> _Activity_: Please return exactly the lines from the one containing "template catalog is" through the end of the records, including both.

> _Input material_:
┏━━
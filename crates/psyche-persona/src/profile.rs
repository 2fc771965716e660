//! Profile combination.
//!
//! Crosses the dominant persona axis (four values) with the dimension
//! cluster (three values) into one of twelve canonical profile ids.
//! The crossing is total by construction: an exhaustive match over the
//! 4x3 enum product, with no default arm to mask an upstream bug.

use once_cell::sync::Lazy;
use serde::{Deserialize, Serialize};

use crate::dimensions::Cluster;

/// The four persona axes, scored 0..=100 around a neutral midpoint of
/// 50 by an upstream instrument.
#[derive(Debug, Clone, Copy, PartialEq, Eq, Hash, Serialize, Deserialize)]
#[serde(rename_all = "snake_case")]
pub enum PersonaAxis {
    Energy,
    Decision,
    Relation,
    Stability,
}

impl PersonaAxis {
    /// Declared priority order for deviation ties. Not the declaration
    /// order above: Decision outranks Energy by design.
    pub const PRIORITY: [PersonaAxis; 4] = [
        PersonaAxis::Decision,
        PersonaAxis::Energy,
        PersonaAxis::Relation,
        PersonaAxis::Stability,
    ];

    pub fn name(&self) -> &'static str {
        match self {
            PersonaAxis::Energy => "Energy",
            PersonaAxis::Decision => "Decision",
            PersonaAxis::Relation => "Relation",
            PersonaAxis::Stability => "Stability",
        }
    }

    /// Single-letter id used in profile identifiers
    pub fn letter(&self) -> char {
        match self {
            PersonaAxis::Energy => 'E',
            PersonaAxis::Decision => 'D',
            PersonaAxis::Relation => 'R',
            PersonaAxis::Stability => 'S',
        }
    }
}

/// Persona axis scores, each clamped to [0, 100].
#[derive(Debug, Clone, Copy, PartialEq, Serialize, Deserialize)]
pub struct PersonaAxisScores {
    pub energy: f64,
    pub decision: f64,
    pub relation: f64,
    pub stability: f64,
}

impl PersonaAxisScores {
    pub fn new(energy: f64, decision: f64, relation: f64, stability: f64) -> Self {
        Self {
            energy: energy.clamp(0.0, 100.0),
            decision: decision.clamp(0.0, 100.0),
            relation: relation.clamp(0.0, 100.0),
            stability: stability.clamp(0.0, 100.0),
        }
    }

    pub fn get(&self, axis: PersonaAxis) -> f64 {
        match axis {
            PersonaAxis::Energy => self.energy,
            PersonaAxis::Decision => self.decision,
            PersonaAxis::Relation => self.relation,
            PersonaAxis::Stability => self.stability,
        }
    }

    /// The axis with the largest absolute deviation from the neutral
    /// midpoint; exact ties resolve by the declared priority order.
    pub fn primary_axis(&self) -> PersonaAxis {
        let mut best = PersonaAxis::PRIORITY[0];
        let mut best_deviation = (self.get(best) - 50.0).abs();

        for &axis in &PersonaAxis::PRIORITY[1..] {
            let deviation = (self.get(axis) - 50.0).abs();
            if deviation > best_deviation {
                best = axis;
                best_deviation = deviation;
            }
        }

        best
    }
}

/// The twelve canonical integrated profile identifiers.
///
/// Wire ids pair the primary-axis letter with the cluster letter
/// (`D_A`, `E_G`, ...); the full 4x3 product is enumerated.
#[derive(Debug, Clone, Copy, PartialEq, Eq, Hash, Serialize, Deserialize)]
pub enum IntegratedProfileId {
    #[serde(rename = "E_A")]
    EnergyAssertive,
    #[serde(rename = "E_R")]
    EnergyRelational,
    #[serde(rename = "E_G")]
    EnergyGrounded,
    #[serde(rename = "D_A")]
    DecisionAssertive,
    #[serde(rename = "D_R")]
    DecisionRelational,
    #[serde(rename = "D_G")]
    DecisionGrounded,
    #[serde(rename = "R_A")]
    RelationAssertive,
    #[serde(rename = "R_R")]
    RelationRelational,
    #[serde(rename = "R_G")]
    RelationGrounded,
    #[serde(rename = "S_A")]
    StabilityAssertive,
    #[serde(rename = "S_R")]
    StabilityRelational,
    #[serde(rename = "S_G")]
    StabilityGrounded,
}

impl IntegratedProfileId {
    pub const ALL: [IntegratedProfileId; 12] = [
        IntegratedProfileId::EnergyAssertive,
        IntegratedProfileId::EnergyRelational,
        IntegratedProfileId::EnergyGrounded,
        IntegratedProfileId::DecisionAssertive,
        IntegratedProfileId::DecisionRelational,
        IntegratedProfileId::DecisionGrounded,
        IntegratedProfileId::RelationAssertive,
        IntegratedProfileId::RelationRelational,
        IntegratedProfileId::RelationGrounded,
        IntegratedProfileId::StabilityAssertive,
        IntegratedProfileId::StabilityRelational,
        IntegratedProfileId::StabilityGrounded,
    ];

    pub fn as_str(&self) -> &'static str {
        match self {
            IntegratedProfileId::EnergyAssertive => "E_A",
            IntegratedProfileId::EnergyRelational => "E_R",
            IntegratedProfileId::EnergyGrounded => "E_G",
            IntegratedProfileId::DecisionAssertive => "D_A",
            IntegratedProfileId::DecisionRelational => "D_R",
            IntegratedProfileId::DecisionGrounded => "D_G",
            IntegratedProfileId::RelationAssertive => "R_A",
            IntegratedProfileId::RelationRelational => "R_R",
            IntegratedProfileId::RelationGrounded => "R_G",
            IntegratedProfileId::StabilityAssertive => "S_A",
            IntegratedProfileId::StabilityRelational => "S_R",
            IntegratedProfileId::StabilityGrounded => "S_G",
        }
    }
}

/// Total 4x3 crossing. Every (axis, cluster) pair has an entry; no
/// fallback is permitted because the domain is fully enumerable.
pub fn combine(axis: PersonaAxis, cluster: Cluster) -> IntegratedProfileId {
    use Cluster::*;
    use PersonaAxis::*;

    match (axis, cluster) {
        (Energy, Assertive) => IntegratedProfileId::EnergyAssertive,
        (Energy, Relational) => IntegratedProfileId::EnergyRelational,
        (Energy, Grounded) => IntegratedProfileId::EnergyGrounded,
        (Decision, Assertive) => IntegratedProfileId::DecisionAssertive,
        (Decision, Relational) => IntegratedProfileId::DecisionRelational,
        (Decision, Grounded) => IntegratedProfileId::DecisionGrounded,
        (Relation, Assertive) => IntegratedProfileId::RelationAssertive,
        (Relation, Relational) => IntegratedProfileId::RelationRelational,
        (Relation, Grounded) => IntegratedProfileId::RelationGrounded,
        (Stability, Assertive) => IntegratedProfileId::StabilityAssertive,
        (Stability, Relational) => IntegratedProfileId::StabilityRelational,
        (Stability, Grounded) => IntegratedProfileId::StabilityGrounded,
    }
}

/// Select the profile for a persona score set and dimension cluster.
pub fn combine_profile(scores: &PersonaAxisScores, cluster: Cluster) -> IntegratedProfileId {
    combine(scores.primary_axis(), cluster)
}

/// Static display catalog entry for one profile. Looked up by id only,
/// never computed. Serialize-only: the catalog is compiled in, not
/// loaded.
#[derive(Debug, Clone, PartialEq, Eq, Serialize)]
pub struct IntegratedProfileTemplate {
    pub id: IntegratedProfileId,
    pub title_ko: &'static str,
    pub title_en: &'static str,
    pub tagline: &'static str,
    pub strengths: &'static [&'static str],
    pub watch_outs: &'static [&'static str],
    pub contexts: &'static [&'static str],
    pub scripts: &'static [&'static str],
}

pub static PROFILE_TEMPLATES: Lazy<Vec<IntegratedProfileTemplate>> = Lazy::new(|| {
    vec![
        IntegratedProfileTemplate {
            id: IntegratedProfileId::EnergyAssertive,
            title_ko: "추진하는 불꽃",
            title_en: "The Driving Spark",
            tagline: "Momentum first, polish later",
            strengths: &["Starts things nobody else will", "Raises the room's tempo"],
            watch_outs: &["Leaves loose ends when the excitement fades"],
            contexts: &["Kicks off a stalled group project without being asked"],
            scripts: &["\"Let's just try it and fix what breaks.\""],
        },
        IntegratedProfileTemplate {
            id: IntegratedProfileId::EnergyRelational,
            title_ko: "활기찬 연결자",
            title_en: "The Lively Connector",
            tagline: "Energy spent on people, not tasks",
            strengths: &["Makes newcomers feel welcome fast", "Keeps group chats alive"],
            watch_outs: &["Overcommits socially and burns out quietly"],
            contexts: &["First to notice when a teammate has gone quiet"],
            scripts: &["\"Come with us, it's more fun with you there.\""],
        },
        IntegratedProfileTemplate {
            id: IntegratedProfileId::EnergyGrounded,
            title_ko: "꾸준한 엔진",
            title_en: "The Steady Engine",
            tagline: "High output at a sustainable pace",
            strengths: &["Keeps momentum through long projects"],
            watch_outs: &["Underestimates how drained others get"],
            contexts: &["Still on schedule in week six when others have stalled"],
            scripts: &["\"We don't need to rush, we need to keep going.\""],
        },
        IntegratedProfileTemplate {
            id: IntegratedProfileId::DecisionAssertive,
            title_ko: "결단하는 지휘자",
            title_en: "The Decisive Conductor",
            tagline: "Clear calls, owned outcomes",
            strengths: &["Cuts through ambiguity quickly", "Takes responsibility for the call"],
            watch_outs: &["Reads deliberation in others as indecision"],
            contexts: &["Ends a circular meeting by naming the decision and the owner"],
            scripts: &["\"Here's what we're doing, and here's why.\""],
        },
        IntegratedProfileTemplate {
            id: IntegratedProfileId::DecisionRelational,
            title_ko: "신중한 조율가",
            title_en: "The Considerate Arbiter",
            tagline: "Decisions that carry people along",
            strengths: &["Choices stick because everyone was heard"],
            watch_outs: &["Delays calls that will disappoint someone"],
            contexts: &["Checks in privately before announcing a hard decision"],
            scripts: &["\"Before I decide, tell me what I'm missing.\""],
        },
        IntegratedProfileTemplate {
            id: IntegratedProfileId::DecisionGrounded,
            title_ko: "묵직한 판단가",
            title_en: "The Grounded Judge",
            tagline: "Slow to decide, hard to shake",
            strengths: &["Decisions survive pressure and second-guessing"],
            watch_outs: &["Misses windows that reward fast movers"],
            contexts: &["Holds a position calmly while the room changes its mind twice"],
            scripts: &["\"Nothing new has changed the facts, so the plan stands.\""],
        },
        IntegratedProfileTemplate {
            id: IntegratedProfileId::RelationAssertive,
            title_ko: "당당한 대변자",
            title_en: "The Outspoken Advocate",
            tagline: "Speaks up for the relationship",
            strengths: &["Raises interpersonal problems before they fester"],
            watch_outs: &["Directness can land harder than intended"],
            contexts: &["Names the tension in the room that everyone is avoiding"],
            scripts: &["\"I'm bringing this up because the relationship matters to me.\""],
        },
        IntegratedProfileTemplate {
            id: IntegratedProfileId::RelationRelational,
            title_ko: "깊은 공감가",
            title_en: "The Deep Empath",
            tagline: "Attunement as a first language",
            strengths: &["People open up to them without being asked"],
            watch_outs: &["Absorbs others' moods as their own"],
            contexts: &["The friend everyone calls after a bad day"],
            scripts: &["\"That sounds heavy. Tell me from the beginning.\""],
        },
        IntegratedProfileTemplate {
            id: IntegratedProfileId::RelationGrounded,
            title_ko: "한결같은 버팀목",
            title_en: "The Constant Anchor",
            tagline: "Quiet loyalty over grand gestures",
            strengths: &["Shows up the same way in year one and year ten"],
            watch_outs: &["Assumes steadiness speaks for itself"],
            contexts: &["Remembers the follow-up question a month later"],
            scripts: &["\"I'm not going anywhere. Take your time.\""],
        },
        IntegratedProfileTemplate {
            id: IntegratedProfileId::StabilityAssertive,
            title_ko: "단단한 수문장",
            title_en: "The Firm Gatekeeper",
            tagline: "Calm surface, clear limits",
            strengths: &["Unflappable when others escalate", "Limits are explicit and fair"],
            watch_outs: &["Reads as cold when holding a line"],
            contexts: &["Declines an unreasonable request without apology or anger"],
            scripts: &["\"That doesn't work for me, but here's what does.\""],
        },
        IntegratedProfileTemplate {
            id: IntegratedProfileId::StabilityRelational,
            title_ko: "따뜻한 평온가",
            title_en: "The Warm Stabilizer",
            tagline: "Soothes without smothering",
            strengths: &["De-escalates conflict by staying soft and steady"],
            watch_outs: &["Keeps the peace at the cost of honest friction"],
            contexts: &["The person both sides trust to mediate"],
            scripts: &["\"We're on the same side. Let's slow down.\""],
        },
        IntegratedProfileTemplate {
            id: IntegratedProfileId::StabilityGrounded,
            title_ko: "고요한 반석",
            title_en: "The Quiet Bedrock",
            tagline: "Unmoved, not unmoving",
            strengths: &["Routine and reliability others build on"],
            watch_outs: &["Change arrives whether or not it is welcome"],
            contexts: &["The calm one during the reorg everyone else dreads"],
            scripts: &["\"Let's see what actually changes before we worry.\""],
        },
    ]
});

/// Template lookup. The catalog covers all twelve ids; a miss would be
/// a programming error in the catalog itself, so debug builds assert
/// and release builds fall back to the first entry rather than
/// returning nothing display-ready.
pub fn template(id: IntegratedProfileId) -> &'static IntegratedProfileTemplate {
    let found = PROFILE_TEMPLATES.iter().find(|t| t.id == id);
    debug_assert!(found.is_some(), "profile template catalog is incomplete");
    found.unwrap_or(&PROFILE_TEMPLATES[0])
}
┗━━
> _Solution below_:
    debug_assert!(found.is_some(), "profile template catalog is incomplete");
    found.unwrap_or(&PROFILE_TEMPLATES[0])
}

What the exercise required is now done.